Within hours of the announcement of his death, vast crowds of mourners were assembling outside Graceland. When the gates were opened the following afternoon to allow them in to pay their respects, the queue stretched back more than a mile down Elvis Presley Boulevard.
When Elvis' body was finally transported, in a cortege of white Cadillacs, to the city's Forest Hill cemetery, more than 100 vans were needed to transport the floral tributes from fans. It was a send-off fit for a king.
The following weeks would see a feverish burst of activity from his record company, RCA, as they struggled to accommodate the most extreme example so far of that peculiar melancholic affection that spurs fans to rush out and purchase something, anything, by the recently deceased, as if struck by guilt for not having bought more during the dead star's lifetime. By September, there were no fewer than eight reissued singles joining the final hit released in Presley's lifetime, ‘Way Down’ in the UK Top 50 and ‘Way Down’ had also made Number One. Another 10 albums scuttled their way back into the LP charts.
The label bosses, and especially Elvis' manager, "Colonel" Tom Parker, must have been delighted at their cash-cow's posthumous performance; little did they realise that, even as they were counting the profits, they were losing control of Elvis. RCA may still have been making money off their departed super-star, but their efforts, and those of Priscilla and Lisa Marie Presley, to determine the manner in which Elvis would be remembered, were rudely brushed aside by the public and the Elvis fans alike who asserted a kind of collective ownership of this most distinctive of American icons.
In its own way, this public reclamation of Elvis was a long-overdue snub to the way in which Col Parker, particularly, had mishandled Presley's career, insisting on presenting him as some kind of bland, airbrushed matinee idol, little better than the likes of the Fifties teen idol Fabian, when Elvis' real claim to fame lay in his being the one who had opened the Pandora's box of suppressed teenage desires, and brought a tremor of authentic sexuality to a ruthlessly neutered post-war entertainment industry.
From the moment he died, Elvis was suddenly liberated, free to assume all manner of disguises and manifestations, from the comic to the sinister to the religious. It was as if fans, long cowed by the tragic reality of Elvis' later career path, were now able to assert their own notions of the star, to repossess the spirit of rock'n'roll long since purloined by corporate interests and his greedy manager.
Within weeks of Elvis’ passing, the first sightings were reported of the supposedly dead Elvis, waiting in a supermarket queue, driving a truck, or filling up at a gas station. This was the power of his legacy, bigger than life itself. Revealingly these usually involved "Elvis" in mundane blue-collar situations routinely undertaken by most of his fans. Though in life Elvis had become a rich recluse, a person apart from his public, in death he could now become one of them again.
The proliferation of Elvis sightings has become a collective joke since then, most now being propounded with tongue firmly in cheek.

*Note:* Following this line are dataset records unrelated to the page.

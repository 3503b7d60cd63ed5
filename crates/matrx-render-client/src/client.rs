//! # Render Client
//!
//! One request, one round trip:
//!
//! ```text
//! provision reply queue ──→ subscribe waiter ──→ publish request ──→ wait
//!   (control channel)        (waiter channel)    (control channel)
//! ```
//!
//! The waiter subscribes before the request is published, so a fast
//! renderer cannot answer into a queue nobody reads yet. Each call opens its
//! own two channels and closes both on every exit path.

use std::sync::Arc;
use std::time::Duration;

use matrx_bus::{Broker, BrokerChannel};
use matrx_types::{CorrelationId, RenderRequest};
use tracing::{debug, info_span, Instrument};

use crate::config::ClientConfig;
use crate::domain::{CancelSignal, WaitOutcome};
use crate::error::RenderClientError;
use crate::provisioner::ReplyQueueProvisioner;
use crate::publisher::{PublishReceipt, RequestPublisher};
use crate::waiter::ReplyWaiter;

/// Result of a completed round trip.
#[derive(Debug, Clone, PartialEq)]
pub struct RoundTrip {
    pub receipt: PublishReceipt,
    pub outcome: WaitOutcome,
}

pub struct RenderClient {
    broker: Arc<dyn Broker>,
    config: ClientConfig,
}

impl RenderClient {
    pub fn new(broker: Arc<dyn Broker>, config: ClientConfig) -> Self {
        Self { broker, config }
    }

    pub fn config(&self) -> &ClientConfig {
        &self.config
    }

    /// Send `request` and wait for its reply. `timeout` defaults to the
    /// configured reply timeout.
    pub async fn render(
        &self,
        request: RenderRequest,
        timeout: Option<Duration>,
        mut cancel: CancelSignal,
    ) -> Result<RoundTrip, RenderClientError> {
        let request = if request.correlation_id.is_some() {
            request
        } else {
            request.with_correlation_id(CorrelationId::new())
        };
        let correlation_id = request.correlation_id.clone().unwrap_or_default();
        request
            .validate()
            .and_then(|()| self.config.topology.check_device(&request.device.id))
            .map_err(|source| {
                RenderClientError::invalid_request(&request.device.id, Some(&correlation_id), source)
            })?;
        let timeout = timeout.unwrap_or(self.config.reply_timeout);

        let span = info_span!(
            "render",
            device_id = %request.device.id,
            correlation_id = %correlation_id,
            app_id = %request.app_id
        );

        async move {
            let control = self.open_channel(&request, &correlation_id).await?;
            let result = self
                .round_trip(control.clone(), &request, &correlation_id, timeout, &mut cancel)
                .await
                .map_err(|e| e.in_request(&request.device.id, &correlation_id));
            if let Err(e) = control.close().await {
                debug!(error = %e, "Control channel close failed");
            }
            result
        }
        .instrument(span)
        .await
    }

    async fn round_trip(
        &self,
        control: Arc<dyn BrokerChannel>,
        request: &RenderRequest,
        correlation_id: &CorrelationId,
        timeout: Duration,
        cancel: &mut CancelSignal,
    ) -> Result<RoundTrip, RenderClientError> {
        let topology = &self.config.topology;
        let provisioner = ReplyQueueProvisioner::new(control.clone(), topology.clone());
        if self.config.ensure_request_queue {
            provisioner.ensure_request_queue().await?;
        }
        provisioner.provision(&request.device.id).await?;

        let waiter_channel = self.open_channel(request, correlation_id).await?;
        let mut waiter = ReplyWaiter::new(waiter_channel, topology, request.device.id.clone())
            .with_matching(self.config.matching)
            .with_stale_policy(self.config.stale_policy)
            .with_stale_backoff(self.config.stale_backoff);
        waiter.subscribe().await?;

        let publisher = RequestPublisher::new(control, topology.clone());
        let receipt = match publisher.publish(request).await {
            Ok(receipt) => receipt,
            Err(e) => {
                waiter.abort().await;
                return Err(e);
            }
        };

        let outcome = waiter.wait(Some(correlation_id), timeout, cancel).await?;
        Ok(RoundTrip { receipt, outcome })
    }

    async fn open_channel(
        &self,
        request: &RenderRequest,
        correlation_id: &CorrelationId,
    ) -> Result<Arc<dyn BrokerChannel>, RenderClientError> {
        self.broker
            .open_channel()
            .await
            .map_err(|source| RenderClientError::Transport {
                device_id: request.device.id.to_string(),
                correlation_id: Some(correlation_id.clone()),
                source,
            })
    }
}

#[cfg(test)]
mod tests {
    use super::*;
    use crate::domain::cancellation;
    use matrx_bus::{InMemoryBroker, MessageProperties, OutboundMessage, QueueSpec};
    use matrx_types::{Device, DeviceId, Topology, ValidationError};
    use tokio_stream::StreamExt;

    fn request(device: &str) -> RenderRequest {
        let device = Device::new(DeviceId::new(device).unwrap(), 64, 32).unwrap();
        RenderRequest::new("clock", device).with_param("timezone", "UTC")
    }

    /// Answers every request on the request queue with `output`, echoing the
    /// correlation id as a message property.
    async fn spawn_echo_renderer(broker: InMemoryBroker, output: &'static str) {
        let channel: Arc<dyn BrokerChannel> = Arc::new(broker.channel());
        ReplyQueueProvisioner::new(channel.clone(), Topology::default())
            .ensure_request_queue()
            .await
            .unwrap();
        let mut stream = channel
            .consume("matrx.renderer_requests", "echo")
            .await
            .unwrap();

        tokio::spawn(async move {
            while let Some(Ok(delivery)) = stream.next().await {
                let request = RenderRequest::from_json_slice(&delivery.body).unwrap();
                let mut properties = MessageProperties::default().persistent();
                if let Some(id) = delivery.correlation_id() {
                    properties = properties.with_correlation_id(id);
                }
                let body = format!(r#"{{"render_output":"{output}"}}"#).into_bytes();
                channel
                    .publish(OutboundMessage::new(
                        "matrx",
                        request.device.id.as_str(),
                        properties,
                        body,
                    ))
                    .await
                    .unwrap();
                delivery.ack().await.unwrap();
            }
        });
    }

    #[tokio::test(start_paused = true)]
    async fn test_render_round_trip() {
        let broker = InMemoryBroker::new();
        spawn_echo_renderer(broker.clone(), "QUJD").await;
        let client = RenderClient::new(Arc::new(broker.clone()), ClientConfig::default());

        let round_trip = client
            .render(request("dev-1"), Some(Duration::from_secs(5)), CancelSignal::never())
            .await
            .unwrap();

        assert_eq!(round_trip.outcome.reply().unwrap().render_output, "QUJD");
        assert_eq!(round_trip.receipt.reply_to, "matrx.dev-1");
        assert_eq!(broker.unacked_count(), 0);
    }

    #[tokio::test(start_paused = true)]
    async fn test_render_keeps_caller_correlation_id() {
        let broker = InMemoryBroker::new();
        spawn_echo_renderer(broker.clone(), "QUJD").await;
        let client = RenderClient::new(Arc::new(broker.clone()), ClientConfig::default());
        let id = CorrelationId::from_wire("caller-chosen");

        let round_trip = client
            .render(
                request("dev-1").with_correlation_id(id.clone()),
                None,
                CancelSignal::never(),
            )
            .await
            .unwrap();
        assert_eq!(round_trip.receipt.correlation_id, id);
    }

    #[tokio::test(start_paused = true)]
    async fn test_render_times_out_without_renderer() {
        let broker = InMemoryBroker::new();
        let client = RenderClient::new(Arc::new(broker.clone()), ClientConfig::default());

        let err = client
            .render(request("dev-1"), Some(Duration::from_secs(5)), CancelSignal::never())
            .await
            .unwrap_err();

        assert!(matches!(err, RenderClientError::Timeout { .. }));
        assert!(err.correlation_id().is_some());
        assert_eq!(broker.open_channel_count(), 0);
        // The request stays queued for a renderer that comes up later.
        assert_eq!(
            broker
                .queue_info("matrx.renderer_requests")
                .unwrap()
                .message_count,
            1
        );
    }

    #[tokio::test(start_paused = true)]
    async fn test_render_unroutable_without_request_queue() {
        let broker = InMemoryBroker::new();
        let config = ClientConfig {
            ensure_request_queue: false,
            ..ClientConfig::default()
        };
        let client = RenderClient::new(Arc::new(broker.clone()), config);

        let err = client
            .render(request("dev-1"), None, CancelSignal::never())
            .await
            .unwrap_err();

        assert!(matches!(err, RenderClientError::Unroutable { .. }));
        assert_eq!(broker.open_channel_count(), 0);
        assert_eq!(broker.queue_info("matrx.dev-1").unwrap().consumer_count, 0);
    }

    #[tokio::test(start_paused = true)]
    async fn test_render_cancelled() {
        let broker = InMemoryBroker::new();
        let client = RenderClient::new(Arc::new(broker.clone()), ClientConfig::default());
        let (handle, signal) = cancellation();
        handle.cancel();

        let round_trip = client
            .render(request("dev-1"), None, signal)
            .await
            .unwrap();
        assert_eq!(round_trip.outcome, WaitOutcome::Cancelled);
        assert_eq!(broker.open_channel_count(), 0);
    }

    #[tokio::test]
    async fn test_render_rejects_invalid_request() {
        let broker = InMemoryBroker::new();
        let client = RenderClient::new(Arc::new(broker.clone()), ClientConfig::default());
        let mut bad = request("dev-1");
        bad.device.width = 0;

        let err = client
            .render(bad, None, CancelSignal::never())
            .await
            .unwrap_err();
        assert!(matches!(err, RenderClientError::InvalidRequest { .. }));
        assert!(!broker.has_exchange("matrx"));
    }

    fn assert_request_ids(err: &RenderClientError, device: &str, id: &CorrelationId) {
        assert_eq!(err.device_id(), Some(device), "{err}");
        assert_eq!(err.correlation_id(), Some(id), "{err}");
    }

    #[tokio::test(start_paused = true)]
    async fn test_render_errors_name_device_and_request() {
        let broker = InMemoryBroker::new();
        let setup = broker.channel();
        setup
            .declare_queue(&QueueSpec::transient("matrx.dev-1"))
            .await
            .unwrap();
        let client = RenderClient::new(Arc::new(broker.clone()), ClientConfig::default());

        let id = CorrelationId::from_wire("c-provision");
        let err = client
            .render(
                request("dev-1").with_correlation_id(id.clone()),
                None,
                CancelSignal::never(),
            )
            .await
            .unwrap_err();
        assert!(matches!(err, RenderClientError::Provisioning { .. }));
        assert_request_ids(&err, "dev-1", &id);

        let id = CorrelationId::from_wire("c-invalid");
        let mut bad = request("dev-2").with_correlation_id(id.clone());
        bad.device.width = 0;
        let err = client
            .render(bad, None, CancelSignal::never())
            .await
            .unwrap_err();
        assert!(matches!(err, RenderClientError::InvalidRequest { .. }));
        assert_request_ids(&err, "dev-2", &id);

        let id = CorrelationId::from_wire("c-timeout");
        let err = client
            .render(
                request("dev-3").with_correlation_id(id.clone()),
                Some(Duration::from_secs(1)),
                CancelSignal::never(),
            )
            .await
            .unwrap_err();
        assert!(matches!(err, RenderClientError::Timeout { .. }));
        assert_request_ids(&err, "dev-3", &id);

        let no_queue = RenderClient::new(
            Arc::new(InMemoryBroker::new()),
            ClientConfig {
                ensure_request_queue: false,
                ..ClientConfig::default()
            },
        );
        let id = CorrelationId::from_wire("c-unroutable");
        let err = no_queue
            .render(
                request("dev-4").with_correlation_id(id.clone()),
                None,
                CancelSignal::never(),
            )
            .await
            .unwrap_err();
        assert!(matches!(err, RenderClientError::Unroutable { .. }));
        assert_request_ids(&err, "dev-4", &id);
    }

    #[tokio::test(start_paused = true)]
    async fn test_render_generated_id_reported_on_rejection() {
        let broker = InMemoryBroker::new();
        let client = RenderClient::new(Arc::new(broker.clone()), ClientConfig::default());
        let mut bad = request("dev-1");
        bad.app_id = String::new();

        let err = client
            .render(bad, None, CancelSignal::never())
            .await
            .unwrap_err();
        assert_eq!(err.device_id(), Some("dev-1"));
        assert!(err.correlation_id().is_some());
    }

    #[tokio::test]
    async fn test_render_rejects_device_too_long_for_exchange() {
        let broker = InMemoryBroker::new();
        let config = ClientConfig {
            topology: Topology::new("matrx-staging", "renderer_requests"),
            ..ClientConfig::default()
        };
        let client = RenderClient::new(Arc::new(broker.clone()), config);
        let device = "d".repeat(DeviceId::MAX_LEN);

        let err = client
            .render(request(&device), None, CancelSignal::never())
            .await
            .unwrap_err();
        assert!(matches!(
            err,
            RenderClientError::InvalidRequest {
                source: ValidationError::QueueNameTooLong { .. },
                ..
            }
        ));
        assert_eq!(err.device_id(), Some(device.as_str()));
        assert!(!broker.has_exchange("matrx-staging"));
    }

    #[tokio::test(start_paused = true)]
    async fn test_render_with_unbounded_timeout_cancels() {
        let broker = InMemoryBroker::new();
        let client = RenderClient::new(Arc::new(broker.clone()), ClientConfig::default());
        let (handle, signal) = cancellation();
        handle.cancel();

        let round_trip = client
            .render(request("dev-1"), Some(Duration::MAX), signal)
            .await
            .unwrap();
        assert_eq!(round_trip.outcome, WaitOutcome::Cancelled);
        assert_eq!(broker.open_channel_count(), 0);
    }
}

Elvis was always "crazy" and ready for a laugh and like many in the 1970s he could apparently recite various Monty Python routines by heart – so Elvis himself would probably have appreciated the gag.

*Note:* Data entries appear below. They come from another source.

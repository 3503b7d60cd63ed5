//! # Reply Waiter
//!
//! Consumes a device's reply queue until an acceptable reply arrives, the
//! deadline passes or the caller cancels. The wait is a `tokio::select!` over
//! the delivery stream, a deadline timer and the cancel signal.
//!
//! Whatever the outcome, the consumer is cancelled and the channel closed,
//! so every message the waiter did not acknowledge goes back to the queue
//! for the next waiter.

use std::sync::Arc;
use std::time::Duration;

use matrx_bus::{BrokerChannel, BusError, Delivery, DeliveryStream};
use matrx_telemetry::{
    metric_inc, metric_observe, REPLIES_MATCHED, REPLIES_REJECTED, REPLY_LATENCY,
    WAITS_CANCELLED, WAITS_TIMED_OUT,
};
use matrx_types::{CorrelationId, DeviceId, Topology};
use tokio::time::{sleep_until, Instant};
use tokio_stream::StreamExt;
use tracing::{debug, info, warn};

use crate::config::DEFAULT_STALE_BACKOFF;
use crate::domain::{
    evaluate_reply, CancelSignal, ReplyMatching, StaleReplyPolicy, Verdict, WaitOutcome,
    WaiterState,
};
use crate::error::{RenderClientError, ReplyRejection};

enum Event {
    Cancelled,
    Deadline,
    Resume,
    Delivery(Option<Result<Delivery, BusError>>),
}

pub struct ReplyWaiter {
    channel: Arc<dyn BrokerChannel>,
    device_id: DeviceId,
    queue: String,
    consumer_tag: String,
    matching: ReplyMatching,
    stale_policy: StaleReplyPolicy,
    stale_backoff: Duration,
    stream: Option<DeliveryStream>,
    state: WaiterState,
}

impl ReplyWaiter {
    /// Waiter on the reply queue of `device_id`. The channel should be
    /// dedicated to this waiter; it is closed when the wait ends.
    pub fn new(channel: Arc<dyn BrokerChannel>, topology: &Topology, device_id: DeviceId) -> Self {
        let queue = topology.reply_queue_name(&device_id);
        Self {
            channel,
            consumer_tag: format!("matrx-waiter-{}", CorrelationId::new()),
            device_id,
            queue,
            matching: ReplyMatching::default(),
            stale_policy: StaleReplyPolicy::default(),
            stale_backoff: DEFAULT_STALE_BACKOFF,
            stream: None,
            state: WaiterState::Idle,
        }
    }

    #[must_use]
    pub fn with_matching(mut self, matching: ReplyMatching) -> Self {
        self.matching = matching;
        self
    }

    #[must_use]
    pub fn with_stale_policy(mut self, policy: StaleReplyPolicy) -> Self {
        self.stale_policy = policy;
        self
    }

    #[must_use]
    pub fn with_stale_backoff(mut self, backoff: Duration) -> Self {
        self.stale_backoff = backoff;
        self
    }

    pub fn state(&self) -> WaiterState {
        self.state
    }

    pub fn queue(&self) -> &str {
        &self.queue
    }

    /// Start consuming the reply queue. Call before the request is published
    /// so no reply can slip past.
    pub async fn subscribe(&mut self) -> Result<(), RenderClientError> {
        if self.state != WaiterState::Idle {
            return Err(self.invalid_state());
        }
        match self.channel.consume(&self.queue, &self.consumer_tag).await {
            Ok(stream) => {
                self.stream = Some(stream);
                self.state = WaiterState::Subscribed;
                debug!(
                    device_id = %self.device_id,
                    queue = %self.queue,
                    consumer_tag = %self.consumer_tag,
                    "Subscribed to reply queue"
                );
                Ok(())
            }
            Err(source) => {
                self.state = WaiterState::Failed;
                self.release().await;
                Err(RenderClientError::Transport {
                    device_id: self.device_id.to_string(),
                    correlation_id: None,
                    source,
                })
            }
        }
    }

    /// Wait for the reply to `expected` (or, with matching disabled or no
    /// id, the first parsable reply). Subscribes first if still idle.
    pub async fn wait(
        &mut self,
        expected: Option<&CorrelationId>,
        timeout: Duration,
        cancel: &mut CancelSignal,
    ) -> Result<WaitOutcome, RenderClientError> {
        if self.state == WaiterState::Idle {
            self.subscribe().await?;
        }
        let Some(mut stream) = self.stream.take().filter(|_| self.state == WaiterState::Subscribed)
        else {
            return Err(self.invalid_state());
        };

        let started = Instant::now();
        // A timeout past what `Instant` can represent never expires.
        let deadline = started.checked_add(timeout);
        let mut backing_off = false;
        let mut resume_at: Option<Instant> = None;

        loop {
            let event = tokio::select! {
                biased;
                () = cancel.cancelled() => Event::Cancelled,
                () = sleep_until(deadline.unwrap_or(started)), if deadline.is_some() => Event::Deadline,
                () = sleep_until(resume_at.unwrap_or(started)), if resume_at.is_some() => Event::Resume,
                item = stream.next(), if !backing_off => Event::Delivery(item),
            };

            match event {
                Event::Cancelled => {
                    drop(stream);
                    self.finish(WaiterState::Cancelled).await;
                    WAITS_CANCELLED.inc();
                    info!(device_id = %self.device_id, queue = %self.queue, "Reply wait cancelled");
                    return Ok(WaitOutcome::Cancelled);
                }
                Event::Deadline => {
                    drop(stream);
                    self.finish(WaiterState::TimedOut).await;
                    WAITS_TIMED_OUT.inc();
                    warn!(
                        device_id = %self.device_id,
                        correlation_id = ?expected.map(CorrelationId::as_str),
                        timeout_ms = timeout.as_millis() as u64,
                        "No reply before deadline"
                    );
                    return Err(RenderClientError::Timeout {
                        device_id: self.device_id.to_string(),
                        correlation_id: expected.cloned(),
                        timeout,
                    });
                }
                Event::Resume => {
                    backing_off = false;
                    resume_at = None;
                }
                Event::Delivery(None) => {
                    drop(stream);
                    return Err(self.fail(expected, BusError::ChannelClosed).await);
                }
                Event::Delivery(Some(Err(source))) => {
                    drop(stream);
                    return Err(self.fail(expected, source).await);
                }
                Event::Delivery(Some(Ok(delivery))) => {
                    let verdict = evaluate_reply(
                        self.matching,
                        expected,
                        delivery.correlation_id(),
                        &delivery.body,
                    );
                    match verdict {
                        Verdict::Accept(reply) => {
                            if let Err(source) = delivery.ack().await {
                                drop(stream);
                                return Err(self.fail(expected, source).await);
                            }
                            drop(stream);
                            self.finish(WaiterState::Matched).await;
                            REPLIES_MATCHED.inc();
                            metric_observe!(REPLY_LATENCY, started.elapsed().as_secs_f64());
                            info!(
                                device_id = %self.device_id,
                                correlation_id = ?expected.map(CorrelationId::as_str),
                                redelivered = delivery.redelivered,
                                output_len = reply.render_output.len(),
                                failed = reply.is_failure(),
                                "Reply received"
                            );
                            return Ok(WaitOutcome::Reply(reply));
                        }
                        Verdict::Reject(rejection) => {
                            match self.skip(&delivery, &rejection).await {
                                Ok(backoff) => {
                                    if backoff {
                                        backing_off = true;
                                        resume_at = Instant::now().checked_add(self.stale_backoff);
                                    }
                                }
                                Err(source) => {
                                    drop(stream);
                                    return Err(self.fail(expected, source).await);
                                }
                            }
                        }
                    }
                }
            }
        }
    }

    /// Give up without waiting, e.g. after the request failed to publish.
    pub async fn abort(&mut self) {
        if self.state.is_terminal() {
            return;
        }
        self.stream = None;
        self.finish(WaiterState::Cancelled).await;
    }

    /// Settle a rejected delivery. Returns whether to back off before reading
    /// further.
    async fn skip(&mut self, delivery: &Delivery, rejection: &ReplyRejection) -> Result<bool, BusError> {
        metric_inc!(REPLIES_REJECTED, &[rejection.reason()]);

        if !rejection.is_stale() {
            warn!(
                device_id = %self.device_id,
                queue = %self.queue,
                delivery_tag = delivery.delivery_tag,
                rejection = %rejection,
                "Dropping malformed reply"
            );
            delivery.nack(false).await?;
            return Ok(false);
        }

        match self.stale_policy {
            StaleReplyPolicy::Requeue => {
                debug!(
                    device_id = %self.device_id,
                    rejection = %rejection,
                    "Requeueing reply for another request"
                );
                delivery.nack(true).await?;
                Ok(true)
            }
            StaleReplyPolicy::Discard => {
                info!(
                    device_id = %self.device_id,
                    rejection = %rejection,
                    "Discarding reply for another request"
                );
                delivery.ack().await?;
                Ok(false)
            }
        }
    }

    async fn fail(&mut self, expected: Option<&CorrelationId>, source: BusError) -> RenderClientError {
        warn!(device_id = %self.device_id, queue = %self.queue, error = %source, "Reply wait failed");
        self.finish(WaiterState::Failed).await;
        RenderClientError::Transport {
            device_id: self.device_id.to_string(),
            correlation_id: expected.cloned(),
            source,
        }
    }

    async fn finish(&mut self, state: WaiterState) {
        self.state = state;
        self.release().await;
    }

    /// Cancel the consumer and close the channel; the broker requeues every
    /// unacknowledged delivery.
    async fn release(&mut self) {
        if self.channel.is_open() {
            if let Err(e) = self.channel.cancel(&self.consumer_tag).await {
                debug!(consumer_tag = %self.consumer_tag, error = %e, "Consumer cancel failed");
            }
        }
        if let Err(e) = self.channel.close().await {
            debug!(queue = %self.queue, error = %e, "Channel close failed");
        }
    }

    fn invalid_state(&self) -> RenderClientError {
        RenderClientError::InvalidState {
            device_id: self.device_id.to_string(),
            state: self.state,
        }
    }
}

Back in 2002, now over ten year ago, the funked-up remix thrust Elvis back to the top of the worldwide charts with "A Little Less Conversation", an amazing 46 years after his first major hit, and 25 years after his passing. Perhaps the obsessives and loving fans are right: Elvis will never die. Or, to paraphrase the more religious of those obsessives, he died only to rise again, more powerful than ever.
Everybody knows the story of Elvis, even if they haven't seen any of the largely lamentable biopics and lacklustre documentaries about his life and career. My own take on Elvis is that his life was a classic three-act opera, the first act depicting the blazing comet of youthful success, the final act dealing with his triumphant 1968 comeback and subsequent tragic decline, and the middle act being one long betrayal, as the emasculation begun by the army was completed by Hollywood. It makes, I feel, as much sense as any short summary of his life, and at least lends it a tragic dimension that is, perhaps, the least that Elvis as a towering figure of 20th-century culture merits.
Back in the fifties, to the white teenage audience primed for rock'n'roll outrage by Little Richard's pompadour and the antics of Chuck Berry and Bo Diddley, Elvis was the liberator, the one who opened up a whole new set of possibilities about the way you could live, the bold new way you could do something as basic as walk down the street with a certain swagger. And in his unashamedly black-inflected vocals Elvis was the true liberation from the white-bread Middle-Of-The-Road schlock that dominated postwar American pop.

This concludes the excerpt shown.